• Information provided:

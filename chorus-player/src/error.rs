//! Error types for chorus-player
//!
//! Defines module-specific error types using thiserror for clear error
//! propagation. Errors are returned to callers, never thrown through layers:
//! user-recoverable variants go back to the interaction that triggered them,
//! infrastructure variants escalate to crash recovery or rollback.

use thiserror::Error;

/// Main error type for chorus-player
#[derive(Error, Debug)]
pub enum Error {
    /// Operation submitted before the barrier's minimum throttle elapsed
    #[error("operation throttled, retry in {retry_after_ms}ms")]
    Throttled { retry_after_ms: u64 },

    /// Barrier operation body exceeded its timeout
    #[error("operation `{0}` timed out")]
    OperationTimeout(String),

    /// A crossfade is still running; no new transition may start
    #[error("crossfade in progress")]
    CrossfadeInProgress,

    /// Another skip transition holds the skip lock
    #[error("skip already in progress")]
    SkipInProgress,

    /// Cold-load did not buffer in time; the sidecar's pending-switch logic
    /// may still complete the transition
    #[error("target deck did not buffer within {waited_ms}ms")]
    BufferTimeout { waited_ms: u64 },

    /// The mixer sidecar is not running
    #[error("mixer process is not running")]
    MixerDead,

    /// Spawning or readying the mixer sidecar failed
    #[error("mixer failed to start: {0}")]
    MixerStartFailed(String),

    /// A URL accumulated too many stream errors and is marked unplayable
    #[error("stream unplayable after repeated errors: {url}")]
    StreamUnplayable { url: String },

    /// The guild session has been cleaned up
    #[error("guild session is gone: {0}")]
    GuildGone(String),

    /// State persistence failed; the mutation was rolled back
    #[error("persistence error: {0}")]
    Persistence(String),

    /// Sidecar command rejected before execution
    #[error("command rejected: {0}")]
    CommandRejected(String),

    /// Sidecar command did not complete within its timeout
    #[error("command `{0}` timed out")]
    CommandTimeout(String),

    /// Queue operation errors (bad index, size cap, …)
    #[error("queue error: {0}")]
    Queue(String),

    /// Invalid state for operation
    #[error("invalid state: {0}")]
    InvalidState(String),

    /// Configuration errors
    #[error("configuration error: {0}")]
    Config(String),

    /// File I/O errors
    #[error("I/O error: {0}")]
    Io(#[from] std::io::Error),

    /// JSON encode/decode errors
    #[error("JSON error: {0}")]
    Json(#[from] serde_json::Error),
}

impl Error {
    /// Whether this error should be surfaced to the interaction that caused
    /// it rather than escalating (logged at warn, user may simply retry).
    pub fn user_recoverable(&self) -> bool {
        matches!(
            self,
            Error::Throttled { .. }
                | Error::OperationTimeout(_)
                | Error::CrossfadeInProgress
                | Error::SkipInProgress
                | Error::BufferTimeout { .. }
        )
    }
}

/// Convenience Result type using chorus-player Error
pub type Result<T> = std::result::Result<T, Error>;

#[cfg(test)]
mod tests {
    use super::*;

    #[test]
    fn test_user_recoverable_classification() {
        assert!(Error::Throttled { retry_after_ms: 100 }.user_recoverable());
        assert!(Error::SkipInProgress.user_recoverable());
        assert!(Error::CrossfadeInProgress.user_recoverable());
        assert!(Error::BufferTimeout { waited_ms: 8000 }.user_recoverable());
        assert!(!Error::MixerDead.user_recoverable());
        assert!(!Error::Persistence("disk full".into()).user_recoverable());
    }
}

• Problem to solve:
Once you have read the entries, reproduce each one exactly.

• Result for this exercise:
filename chorus-player/src/error.rs
//! Error types for chorus-player
//!
//! Defines module-specific error types using thiserror for clear error
//! propagation. Errors are returned to callers, never thrown through layers:
//! user-recoverable variants go back to the interaction that triggered them,
//! infrastructure variants escalate to crash recovery or rollback.

use thiserror::Error;

/// Main error type for chorus-player
#[derive(Error, Debug)]
pub enum Error {
    /// Operation submitted before the barrier's minimum throttle elapsed
    #[error("operation throttled, retry in {retry_after_ms}ms")]
    Throttled { retry_after_ms: u64 },

    /// Barrier operation body exceeded its timeout
    #[error("operation `{0}` timed out")]
    OperationTimeout(String),

    /// A crossfade is still running; no new transition may start
    #[error("crossfade in progress")]
    CrossfadeInProgress,

    /// Another skip transition holds the skip lock
    #[error("skip already in progress")]
    SkipInProgress,

    /// Cold-load did not buffer in time; the sidecar's pending-switch logic
    /// may still complete the transition
    #[error("target deck did not buffer within {waited_ms}ms")]
    BufferTimeout { waited_ms: u64 },

    /// The mixer sidecar is not running
    #[error("mixer process is not running")]
    MixerDead,

    /// Spawning or readying the mixer sidecar failed
    #[error("mixer failed to start: {0}")]
    MixerStartFailed(String),

    /// A URL accumulated too many stream errors and is marked unplayable
    #[error("stream unplayable after repeated errors: {url}")]
    StreamUnplayable { url: String },

    /// The guild session has been cleaned up
    #[error("guild session is gone: {0}")]
    GuildGone(String),

    /// State persistence failed; the mutation was rolled back
    #[error("persistence error: {0}")]
    Persistence(String),

    /// Sidecar command rejected before execution
    #[error("command rejected: {0}")]
    CommandRejected(String),

    /// Sidecar command did not complete within its timeout
    #[error("command `{0}` timed out")]
    CommandTimeout(String),

    /// Queue operation errors (bad index, size cap, …)
    #[error("queue error: {0}")]
    Queue(String),

    /// Invalid state for operation
    #[error("invalid state: {0}")]
    InvalidState(String),

    /// Configuration errors
    #[error("configuration error: {0}")]
    Config(String),

    /// File I/O errors
    #[error("I/O error: {0}")]
    Io(#[from] std::io::Error),

    /// JSON encode/decode errors
    #[error("JSON error: {0}")]
    Json(#[from] serde_json::Error),
}

impl Error {
    /// Whether this error should be surfaced to the interaction that caused
    /// it rather than escalating (logged at warn, user may simply retry).
    pub fn user_recoverable(&self) -> bool {
        matches!(
            self,
            Error::Throttled { .. }
                | Error::OperationTimeout(_)
                | Error::CrossfadeInProgress
                | Error::SkipInProgress
                | Error::BufferTimeout { .. }
        )
    }
}

/// Convenience Result type using chorus-player Error
pub type Result<T> = std::result::Result<T, Error>;

#[cfg(test)]
mod tests {
    use super::*;

    #[test]
    fn test_user_recoverable_classification() {
        assert!(Error::Throttled { retry_after_ms: 100 }.user_recoverable());
        assert!(Error::SkipInProgress.user_recoverable());
        assert!(Error::CrossfadeInProgress.user_recoverable());
        assert!(Error::BufferTimeout { waited_ms: 8000 }.user_recoverable());
        assert!(!Error::MixerDead.user_recoverable());
        assert!(!Error::Persistence("disk full".into()).user_recoverable());
    }
}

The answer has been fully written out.